LWA/Dann Tardif | Pierre | Getty Images

La pandémie de coronavirus a rendu les parents pessimistes quant à l’avenir de leurs enfants, selon une enquête de Pew Research.

Plus des deux tiers (68 %) des personnes interrogées aux États-Unis ont déclaré qu’ils pensaient que les enfants d’aujourd’hui seraient financièrement moins bien lotis à l’âge adulte que leurs parents, contre 60 % en 2019. Seuls 32 % pensent que les enfants seront mieux lotis.

L’enquête mondiale a été menée entre le 1er février et le 26 mai auprès de 18 850 adultes dans 17 économies avancées. Les États-Unis se classent au sixième rang pour le pessimisme envers l’avenir financier des enfants, à égalité avec le Canada et derrière le Japon, la France, l’Italie, l’Espagne et la Belgique.
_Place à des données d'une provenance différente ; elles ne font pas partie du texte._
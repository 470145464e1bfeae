//! Built-in Workloads
//!
//! CPU-bound kernels timed by the micro suite, plus the two tasks the
//! concurrency comparator fans out. Randomized inputs are seeded from the
//! parameter so every call with the same param does the same work.

use crate::catalog::{ResultShape, Suite, WorkloadCase, WorkloadError};
use rand::rngs::StdRng;
use rand::{Rng, SeedableRng};
use std::time::Duration;

/// nth Fibonacci number, iterative
pub fn fibonacci(n: u64) -> Result<i64, WorkloadError> {
    if n > 92 {
        return Err(WorkloadError::InvalidParam {
            param: n,
            reason: "fibonacci overflows i64 beyond n = 92",
        });
    }
    if n < 2 {
        return Ok(n as i64);
    }

    let (mut a, mut b) = (0i64, 1i64);
    for _ in 2..=n {
        (a, b) = (b, a + b);
    }
    Ok(b)
}

/// nth Fibonacci number, naive recursion (exponential on purpose)
pub fn fibonacci_recursive(n: u64) -> Result<i64, WorkloadError> {
    if n > 50 {
        return Err(WorkloadError::InvalidParam {
            param: n,
            reason: "recursive fibonacci is capped at n = 50",
        });
    }

    fn fib(n: u64) -> i64 {
        if n <= 1 {
            n as i64
        } else {
            fib(n - 1) + fib(n - 2)
        }
    }

    Ok(fib(n))
}

/// All primes below `limit` (Sieve of Eratosthenes)
pub fn sieve(limit: usize) -> Vec<usize> {
    if limit < 2 {
        return Vec::new();
    }

    let mut is_prime = vec![true; limit];
    is_prime[0] = false;
    is_prime[1] = false;

    let mut n = 2;
    while n * n < limit {
        if is_prime[n] {
            for multiple in (n * n..limit).step_by(n) {
                is_prime[multiple] = false;
            }
        }
        n += 1;
    }

    is_prime
        .iter()
        .enumerate()
        .filter_map(|(idx, &prime)| prime.then_some(idx))
        .collect()
}

/// Number of primes below `limit`, materializing the prime list
pub fn prime_sieve(limit: u64) -> Result<i64, WorkloadError> {
    Ok(sieve(limit as usize).len() as i64)
}

/// Number of primes below `limit` by trial division.
///
/// Deliberately slower than the sieve: it is the CPU-bound concurrency task
/// and should burn time without allocating.
pub fn count_primes(limit: u64) -> Result<i64, WorkloadError> {
    let mut count = 0i64;
    for candidate in 2..limit {
        let mut divisor = 2;
        let mut prime = true;
        while divisor * divisor <= candidate {
            if candidate % divisor == 0 {
                prime = false;
                break;
            }
            divisor += 1;
        }
        if prime {
            count += 1;
        }
    }
    Ok(count)
}

/// Serialize and re-parse a seeded JSON payload of `size` elements
pub fn json_roundtrip(size: u64) -> Result<i64, WorkloadError> {
    if size == 0 {
        return Err(WorkloadError::InvalidParam {
            param: size,
            reason: "payload size must be positive",
        });
    }

    let mut rng = StdRng::seed_from_u64(size);
    let numbers: Vec<f64> = (0..size).map(|_| rng.r#gen::<f64>()).collect();
    let payload = serde_json::json!({
        "numbers": numbers,
        "nested": { "a": "value", "b": (0..size).collect::<Vec<u64>>() },
        "flag": true,
    });

    let serialized =
        serde_json::to_string(&payload).map_err(|e| WorkloadError::Failed(e.to_string()))?;
    let decoded: serde_json::Value =
        serde_json::from_str(&serialized).map_err(|e| WorkloadError::Failed(e.to_string()))?;

    decoded["nested"]["b"]
        .as_array()
        .map(|items| items.len() as i64)
        .ok_or_else(|| WorkloadError::Failed("decoded payload lost `nested.b`".to_string()))
}

/// Bubble-sort `size` seeded random integers and return the minimum
pub fn bubble_sort(size: u64) -> Result<i64, WorkloadError> {
    if size == 0 {
        return Err(WorkloadError::InvalidParam {
            param: size,
            reason: "size must be positive",
        });
    }

    let mut rng = StdRng::seed_from_u64(size);
    let mut values: Vec<u64> = (0..size).map(|_| rng.gen_range(0..=size)).collect();

    let len = values.len();
    for i in 0..len {
        for j in 0..len - i - 1 {
            if values[j] > values[j + 1] {
                values.swap(j, j + 1);
            }
        }
    }

    Ok(values[0] as i64)
}

/// Four threads each accumulating `iterations` trigonometric terms.
///
/// Exercises thread spawn/join inside a single timed call.
pub fn threaded_trigonometry(iterations: u64) -> Result<i64, WorkloadError> {
    const WORKERS: u64 = 4;

    if iterations == 0 {
        return Err(WorkloadError::InvalidParam {
            param: iterations,
            reason: "iterations must be positive",
        });
    }

    let total: f64 = std::thread::scope(|scope| {
        let handles: Vec<_> = (0..WORKERS)
            .map(|worker| {
                scope.spawn(move || {
                    let offset = worker * iterations;
                    (0..iterations)
                        .map(|index| {
                            let angle = (offset + index) as f64 * 0.0003;
                            angle.sin() * (angle * 0.5).cos()
                        })
                        .sum::<f64>()
                })
            })
            .collect();

        handles
            .into_iter()
            .map(|handle| handle.join().unwrap_or(f64::NAN))
            .sum()
    });

    if total.is_nan() {
        return Err(WorkloadError::Failed("a trigonometry thread panicked".to_string()));
    }
    Ok((total * 1_000_000.0) as i64)
}

/// Block the calling thread for `millis` milliseconds, standing in for IO
pub fn io_wait(millis: u64) -> Result<i64, WorkloadError> {
    std::thread::sleep(Duration::from_millis(millis));
    Ok(millis as i64)
}

fn always_fails(param: u64) -> Result<i64, WorkloadError> {
    Err(WorkloadError::Failed(format!("diagnostic failure for param {param}")))
}

fn always_panics(param: u64) -> Result<i64, WorkloadError> {
    panic!("diagnostic panic for param {param}");
}

fn abort_process(_: u64) -> Result<i64, WorkloadError> {
    std::process::abort();
}

inventory::submit! {
    WorkloadCase::new(
        "fibonacci_40",
        "Iterative Fibonacci term",
        fibonacci,
        40,
        ResultShape::Value,
        Suite::Micro,
    )
    .expecting(102_334_155)
}

inventory::submit! {
    WorkloadCase::new(
        "fibonacci_rec_32",
        "Naively recursive Fibonacci term",
        fibonacci_recursive,
        32,
        ResultShape::Value,
        Suite::Micro,
    )
    .expecting(2_178_309)
}

inventory::submit! {
    WorkloadCase::new(
        "prime_sieve_5000",
        "Sieve of Eratosthenes, returns the number of primes found",
        prime_sieve,
        5_000,
        ResultShape::Count,
        Suite::Micro,
    )
    .expecting(669)
}

inventory::submit! {
    WorkloadCase::new(
        "json_roundtrip_500",
        "Serialize and parse a seeded JSON document",
        json_roundtrip,
        500,
        ResultShape::Count,
        Suite::Micro,
    )
    .expecting(500)
}

inventory::submit! {
    WorkloadCase::new(
        "bubble_sort_10000",
        "Bubble sort of seeded random integers, returns the minimum",
        bubble_sort,
        10_000,
        ResultShape::Value,
        Suite::Micro,
    )
}

inventory::submit! {
    WorkloadCase::new(
        "threaded_trig_4x20000",
        "Four threads accumulating trigonometric terms",
        threaded_trigonometry,
        20_000,
        ResultShape::Checksum,
        Suite::Micro,
    )
}

inventory::submit! {
    WorkloadCase::new(
        "count_primes",
        "Trial-division prime count; the CPU-bound concurrency task",
        count_primes,
        200_000,
        ResultShape::Count,
        Suite::Concurrency,
    )
    .expecting(17_984)
}

inventory::submit! {
    WorkloadCase::new(
        "io_wait",
        "Timed sleep in milliseconds; the IO-bound concurrency task",
        io_wait,
        20,
        ResultShape::Value,
        Suite::Concurrency,
    )
    .expecting(20)
}

inventory::submit! {
    WorkloadCase::new(
        "diagnostic_fail",
        "Always returns an error",
        always_fails,
        0,
        ResultShape::Value,
        Suite::Diagnostic,
    )
}

inventory::submit! {
    WorkloadCase::new(
        "diagnostic_panic",
        "Always panics",
        always_panics,
        0,
        ResultShape::Value,
        Suite::Diagnostic,
    )
}

inventory::submit! {
    WorkloadCase::new(
        "diagnostic_abort",
        "Aborts the hosting process; only meaningful inside a worker process",
        abort_process,
        0,
        ResultShape::Value,
        Suite::Diagnostic,
    )
}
En ce qui concerne la situation économique actuelle, 71% des Américains pensent qu’elle est mauvaise, contre 29% qui pensent qu’elle est bonne.

Plus d’Investir en vous :
Op-ed: N’achetez pas l’argument contre l’enseignement des finances personnelles à l’école
Voici comment les Noirs américains peuvent commencer à créer de la richesse dès maintenant
Ces 6 biais psychologiques peuvent vous empêcher de créer de la richesse

Les enfants de la pandémie ont été confrontés à un double coup dur d’apprentissage virtuel et à une récession économique. Lorsque les écoles ont fermé, les salles de classe ont basculé en ligne. En conséquence, ils ont subi une perte d’apprentissage importante, qui se traduit par une réduction des revenus à vie, selon des études.
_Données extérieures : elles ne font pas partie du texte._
//! Worker Process Entry Point
//!
//! The isolated-memory side of the multiprocess strategy. The host binary
//! re-executes itself with `--pacebench-worker` and lands here.
//!
//! On Unix the worker talks over the fd pair named in `PACEBENCH_IPC_FD`
//! and installs a SIGTERM handler for graceful shutdown. Elsewhere it falls
//! back to stdin/stdout and skips signal handling.

use crate::catalog::Catalog;
use crate::panic_message;
use pacebench_ipc::{
    FailureKind, FrameError, FrameReader, FrameWriter, IPC_FD_ENV, SupervisorCommand,
    WorkerCapabilities, WorkerMessage,
};
use std::sync::atomic::{AtomicBool, Ordering};
use std::time::Instant;

#[cfg(unix)]
use std::os::unix::io::FromRawFd;

/// Set by the SIGTERM handler
static SHUTDOWN_REQUESTED: AtomicBool = AtomicBool::new(false);

fn shutdown_requested() -> bool {
    SHUTDOWN_REQUESTED.load(Ordering::Relaxed)
}

/// The handler only stores an atomic, which is async-signal-safe.
#[cfg(unix)]
fn install_sigterm_handler() {
    unsafe {
        let mut sa: libc::sigaction = std::mem::zeroed();
        sa.sa_sigaction = sigterm_handler as *const () as usize;
        sa.sa_flags = libc::SA_RESTART;
        libc::sigemptyset(&mut sa.sa_mask);
        libc::sigaction(libc::SIGTERM, &sa, std::ptr::null_mut());
    }
}

#[cfg(unix)]
extern "C" fn sigterm_handler(_sig: libc::c_int) {
    SHUTDOWN_REQUESTED.store(true, Ordering::Relaxed);
}

#[cfg(not(unix))]
fn install_sigterm_handler() {}

enum IpcTransport {
    #[cfg(unix)]
    Fds { read_fd: i32, write_fd: i32 },
    Stdio,
}

fn parse_fd_pair(value: &str) -> Option<(i32, i32)> {
    let (read, write) = value.split_once(',')?;
    Some((read.trim().parse().ok()?, write.trim().parse().ok()?))
}

fn detect_transport() -> IpcTransport {
    #[cfg(unix)]
    if let Ok(val) = std::env::var(IPC_FD_ENV) {
        if let Some((read_fd, write_fd)) = parse_fd_pair(&val) {
            return IpcTransport::Fds { read_fd, write_fd };
        }
        tracing::warn!(
            value = %val,
            "invalid {IPC_FD_ENV} (expected <read_fd>,<write_fd>), falling back to stdio"
        );
    }
    IpcTransport::Stdio
}

/// Worker main loop: answer each `Run` with one `Complete` or `Failure`
pub struct WorkerMain {
    reader: FrameReader<Box<dyn std::io::Read>>,
    writer: FrameWriter<Box<dyn std::io::Write>>,
    catalog: Catalog,
}

impl WorkerMain {
    /// Worker on the inherited fd pair if `PACEBENCH_IPC_FD` is set,
    /// otherwise on stdin/stdout
    pub fn new() -> Self {
        let catalog = Catalog::discover();
        match detect_transport() {
            #[cfg(unix)]
            IpcTransport::Fds { read_fd, write_fd } => {
                // SAFETY: the supervisor dup2'd both pipe ends onto these fds
                // before exec, and nothing else in this process owns them.
                let read_file = unsafe { std::fs::File::from_raw_fd(read_fd) };
                let write_file = unsafe { std::fs::File::from_raw_fd(write_fd) };
                Self::with_io(Box::new(read_file), Box::new(write_file), catalog)
            }
            IpcTransport::Stdio => Self::with_io(
                Box::new(std::io::stdin()),
                Box::new(std::io::stdout()),
                catalog,
            ),
        }
    }

    /// Worker over arbitrary streams, resolving workloads from `catalog`
    pub fn with_io(
        reader: Box<dyn std::io::Read>,
        writer: Box<dyn std::io::Write>,
        catalog: Catalog,
    ) -> Self {
        Self {
            reader: FrameReader::new(reader),
            writer: FrameWriter::new(writer),
            catalog,
        }
    }

    /// Handshake, then serve commands until `Shutdown`, SIGTERM or EOF
    pub fn run(&mut self) -> Result<(), FrameError> {
        install_sigterm_handler();

        self.writer
            .write(&WorkerMessage::Hello(WorkerCapabilities::current(self.catalog.len())))?;

        loop {
            if shutdown_requested() {
                break;
            }

            let command: SupervisorCommand = match self.reader.read() {
                Ok(command) => command,
                Err(FrameError::EndOfStream) => break,
                Err(e) => return Err(e),
            };

            match command {
                SupervisorCommand::Run {
                    task_index,
                    workload,
                    param,
                } => self.run_task(task_index, &workload, param)?,
                SupervisorCommand::Ping => self.writer.write(&WorkerMessage::Pong)?,
                SupervisorCommand::Shutdown => break,
            }
        }

        Ok(())
    }

    fn run_task(&mut self, task_index: u32, workload: &str, param: u64) -> Result<(), FrameError> {
        let Some(case) = self.catalog.get(workload).copied() else {
            return self.writer.write(&WorkerMessage::Failure {
                task_index,
                kind: FailureKind::UnknownWorkload,
                message: format!("workload not found: {workload}"),
            });
        };

        let start = Instant::now();
        let outcome = std::panic::catch_unwind(move || case.call(param));
        let elapsed_nanos = start.elapsed().as_nanos() as u64;

        let message = match outcome {
            Ok(Ok(value)) => WorkerMessage::Complete {
                task_index,
                elapsed_nanos,
                value,
            },
            Ok(Err(err)) => WorkerMessage::Failure {
                task_index,
                kind: FailureKind::Workload,
                message: err.to_string(),
            },
            Err(panic) => WorkerMessage::Failure {
                task_index,
                kind: FailureKind::Panic,
                message: panic_message(panic.as_ref()),
            },
        };
        self.writer.write(&message)
    }
}

impl Default for WorkerMain {
    fn default() -> Self {
        Self::new()
    }
}

#[cfg(test)]
mod tests {
    use super::*;
    use pacebench_ipc::{read_frame, write_frame};
    use std::io::{BufReader, BufWriter, Cursor};
    use std::sync::{Arc, Mutex};

    /// Write half that stays inspectable after the worker is dropped
    #[derive(Clone, Default)]
    struct SharedBuf(Arc<Mutex<Vec<u8>>>);

    impl std::io::Write for SharedBuf {
        fn write(&mut self, buf: &[u8]) -> std::io::Result<usize> {
            self.0.lock().unwrap().extend_from_slice(buf);
            Ok(buf.len())
        }

        fn flush(&mut self) -> std::io::Result<()> {
            Ok(())
        }
    }

    fn script(commands: &[SupervisorCommand]) -> Vec<u8> {
        let mut input = BufWriter::new(Vec::new());
        for command in commands {
            write_frame(&mut input, command).unwrap();
        }
        input.into_inner().unwrap()
    }

    fn replies(buf: &SharedBuf) -> Vec<WorkerMessage> {
        let bytes = buf.0.lock().unwrap().clone();
        let mut reader = BufReader::new(Cursor::new(bytes));
        let mut messages = Vec::new();
        while let Ok(message) = read_frame::<_, WorkerMessage>(&mut reader) {
            messages.push(message);
        }
        messages
    }

    fn run_script(commands: &[SupervisorCommand]) -> Vec<WorkerMessage> {
        let out = SharedBuf::default();
        let mut worker = WorkerMain::with_io(
            Box::new(Cursor::new(script(commands))),
            Box::new(out.clone()),
            Catalog::discover(),
        );
        worker.run().unwrap();
        replies(&out)
    }

    fn run(task_index: u32, workload: &str, param: u64) -> SupervisorCommand {
        SupervisorCommand::Run {
            task_index,
            workload: workload.to_string(),
            param,
        }
    }

    #[test]
    fn test_parse_fd_pair() {
        assert_eq!(parse_fd_pair("3,4"), Some((3, 4)));
        assert_eq!(parse_fd_pair(" 3 , 4 "), Some((3, 4)));
        assert_eq!(parse_fd_pair("3"), None);
        assert_eq!(parse_fd_pair("a,4"), None);
    }

    #[test]
    fn test_hello_then_complete() {
        let messages = run_script(&[run(7, "prime_sieve_5000", 5_000), SupervisorCommand::Shutdown]);
        assert_eq!(messages.len(), 2);
        match &messages[0] {
            WorkerMessage::Hello(caps) => {
                assert_eq!(caps.protocol_version, pacebench_ipc::PROTOCOL_VERSION);
                assert!(caps.workload_count > 0);
            }
            other => panic!("expected Hello, got {other:?}"),
        }
        match &messages[1] {
            WorkerMessage::Complete {
                task_index, value, ..
            } => {
                assert_eq!(*task_index, 7);
                assert_eq!(*value, 669);
            }
            other => panic!("expected Complete, got {other:?}"),
        }
    }

    #[test]
    fn test_ping_is_answered_in_order() {
        let messages = run_script(&[
            SupervisorCommand::Ping,
            run(3, "prime_sieve_5000", 5_000),
            SupervisorCommand::Ping,
            SupervisorCommand::Shutdown,
            SupervisorCommand::Ping,
        ]);
        assert_eq!(messages.len(), 4);
        assert!(matches!(messages[1], WorkerMessage::Pong));
        assert!(matches!(messages[2], WorkerMessage::Complete { task_index: 3, .. }));
        assert!(matches!(messages[3], WorkerMessage::Pong));
    }

    #[test]
    fn test_failures_are_reported_per_task() {
        let messages = run_script(&[
            run(0, "diagnostic_fail", 0),
            run(1, "diagnostic_panic", 0),
            run(2, "no_such_workload", 0),
        ]);
        // Hello + three failures, then EOF
        assert_eq!(messages.len(), 4);
        let kinds: Vec<(u32, FailureKind)> = messages[1..]
            .iter()
            .map(|m| match m {
                WorkerMessage::Failure {
                    task_index, kind, ..
                } => (*task_index, *kind),
                other => panic!("expected Failure, got {other:?}"),
            })
            .collect();
        assert_eq!(
            kinds,
            vec![
                (0, FailureKind::Workload),
                (1, FailureKind::Panic),
                (2, FailureKind::UnknownWorkload),
            ]
        );
    }
}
Les retombées économiques de la crise ont également touché des ménages à travers le pays, laissant des millions d’Américains au chômage. Bien que la récession n’ait duré que deux mois – de février 2020 à avril 2020, selon le National Bureau of Economic Research, la reprise a été inégale.

Les taux d’emploi des travailleurs à hauts salaires se redressent alors que les taux d’emploi des travailleurs à bas salaires ne le sont pas, a déclaré David Grusky, professeur de sociologie à l’Université de Stanford.
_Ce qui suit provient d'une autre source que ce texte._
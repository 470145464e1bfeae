//! Terminal Rendering
//!
//! Plain-text tables for documents and summaries.

use crate::aggregate::{ConcurrencySummaryEntry, SummaryEntry};
use crate::document::{BenchmarkDocument, ConcurrencyDocument};
use pacebench_core::StrategyStatus;
use pacebench_stats::describe;

const RULE_WIDTH: usize = 72;

/// Repeat spread (coefficient of variation, percent) above which a case is
/// flagged as noisy
const NOISY_CV_PERCENT: f64 = 10.0;

fn heading(output: &mut String, title: &str) {
    output.push('\n');
    output.push_str(title);
    output.push('\n');
    output.push_str(&"=".repeat(RULE_WIDTH));
    output.push_str("\n\n");
}

fn opt(value: Option<f64>, precision: usize) -> String {
    value.map_or_else(|| "-".to_string(), |v| format!("{v:.precision$}"))
}

/// Micro results of a single document
pub fn format_benchmark_document(doc: &BenchmarkDocument) -> String {
    let mut output = String::new();
    heading(
        &mut output,
        &format!(
            "pacebench micro: {} ({} iterations x {} repeats)",
            doc.runtime, doc.iterations, doc.repeat
        ),
    );

    let width = doc.cases.keys().map(String::len).max().unwrap_or(20);
    output.push_str(&format!(
        "  {:<width$}  {:>12}  {:>12}  {:>12}  {:>12}  {:>7}  {:>12}\n",
        "Case", "mean total s", "stddev s", "min s", "max s", "CV %", "per iter s"
    ));
    output.push_str(&format!("  {}\n", "-".repeat(width + 81)));
    for (name, result) in &doc.cases {
        let (min, max, cv, noisy) = match describe(&result.runs) {
            Ok(spread) => (
                Some(spread.min),
                Some(spread.max),
                Some(spread.coefficient_of_variation()),
                !spread.is_stable(NOISY_CV_PERCENT),
            ),
            Err(_) => (None, None, None, false),
        };
        output.push_str(&format!(
            "  {:<width$}  {:>12.6}  {:>12.6}  {:>12}  {:>12}  {:>7}  {:>12.9}{}\n",
            name,
            result.mean_total,
            result.stddev_total,
            opt(min, 6),
            opt(max, 6),
            opt(cv, 1),
            result.mean_per_iteration,
            if noisy { "  noisy" } else { "" }
        ));
    }
    output
}

/// Strategy table of a single concurrency document
pub fn format_concurrency_document(doc: &ConcurrencyDocument) -> String {
    let mut output = String::new();
    heading(
        &mut output,
        &format!(
            "pacebench concurrency: {} ({} tasks, {} workers)",
            doc.runtime, doc.tasks, doc.workers
        ),
    );

    output.push_str(&format!(
        "  {:<10}  {:<15}  {:>10}  {:>10}  {:>8}  {}\n",
        "Kind", "Strategy", "wall s", "tasks/s", "speedup", "status"
    ));
    output.push_str(&format!("  {}\n", "-".repeat(RULE_WIDTH - 2)));
    for result in &doc.results {
        let status = match &result.status {
            StrategyStatus::Completed => "ok".to_string(),
            StrategyStatus::Partial => format!("{} task(s) failed", result.errors.len()),
            StrategyStatus::Unsupported { reason } => format!("unsupported: {reason}"),
            StrategyStatus::Failed { reason } => format!("failed: {reason}"),
        };
        output.push_str(&format!(
            "  {:<10}  {:<15}  {:>10.4}  {:>10}  {:>8}  {}\n",
            result.workload_kind.as_str(),
            result.strategy.as_str(),
            result.wall_seconds,
            opt(result.tasks_per_second, 2),
            opt(result.speedup_vs_sequential, 2),
            status
        ));
    }
    output
}

/// Cross-run micro summary, one block per runtime
pub fn format_micro_summary(entries: &[SummaryEntry]) -> String {
    let mut output = String::new();
    heading(&mut output, "pacebench micro summary");

    for entry in entries {
        output.push_str(&format!(
            "{} - {} document(s)\n",
            entry.runtime, entry.document_count
        ));
        let width = entry
            .cases
            .iter()
            .map(|c| c.case_name.len())
            .max()
            .unwrap_or(20);
        for case in &entry.cases {
            output.push_str(&format!(
                "  {:<width$}  mean {:>12.6} s  stddev {:>10.6}  rel {:>6}",
                case.case_name,
                case.mean,
                case.stddev,
                opt(case.relative_to_baseline, 2)
            ));
            if case.missing_in > 0 {
                output.push_str(&format!("  (missing in {})", case.missing_in));
            }
            output.push('\n');
        }
        output.push('\n');
    }
    output
}

/// Cross-run concurrency summary, one block per runtime
pub fn format_concurrency_summary(entries: &[ConcurrencySummaryEntry]) -> String {
    let mut output = String::new();
    heading(&mut output, "pacebench concurrency summary");

    for entry in entries {
        output.push_str(&format!(
            "{} - {} document(s)\n",
            entry.runtime, entry.document_count
        ));
        for s in &entry.strategies {
            if s.runs == 0 {
                output.push_str(&format!(
                    "  {:<10}  {:<15}  unsupported\n",
                    s.workload_kind.as_str(),
                    s.strategy.as_str()
                ));
                continue;
            }
            output.push_str(&format!(
                "  {:<10}  {:<15}  wall {:>9} s  median {:>9} s  speedup {:>6}\n",
                s.workload_kind.as_str(),
                s.strategy.as_str(),
                opt(s.mean_wall_seconds, 4),
                opt(s.median_wall_seconds, 4),
                opt(s.mean_speedup, 2)
            ));
        }
        output.push('\n');
    }
    output
}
« Bien que le filet de sécurité pandémique ait corrigé certaines des inégalités qui en résultent, ces tendances divergentes en matière d’emploi montrent clairement qu’il existe encore deux Amériques, une Amérique aisée qui prospère et une Amérique en difficulté qui est prête à lutter encore plus », a déclaré Grusky, directeur du Stanford Center on Poverty and Inequality.

« C’est un signe d’avertissement très troublant pour l’avenir. »

Certes, même avant la pandémie, les enfants étaient financièrement en retard sur la génération de leurs parents.

Au cours des dernières décennies, il y a eu une détérioration rapide du « rêve américain », qui a longtemps été compris comme un engagement que chaque génération devrait faire mieux que celle qui l’a précédée, a déclaré Grusky.

Plusieurs études le confirment. Par exemple, un rapport du groupe de réflexion non partisan Nouvelle Amérique ont découvert que les millennials gagnent 20 % de moins que les baby-boomers à la même étape de leur vie.

« Les jeunes adultes américains d’aujourd’hui sont sur une trajectoire d’accumulation de richesse beaucoup plus faible que leurs prédécesseurs », a déclaré le journal. « Dramatiquement ainsi. »

Toutes les actualités du site n'expriment pas le point de vue du site, mais nous transmettons cette actualité automatiquement et la traduisons grâce à une technologie programmatique sur le site et non à partir d'un éditeur humain.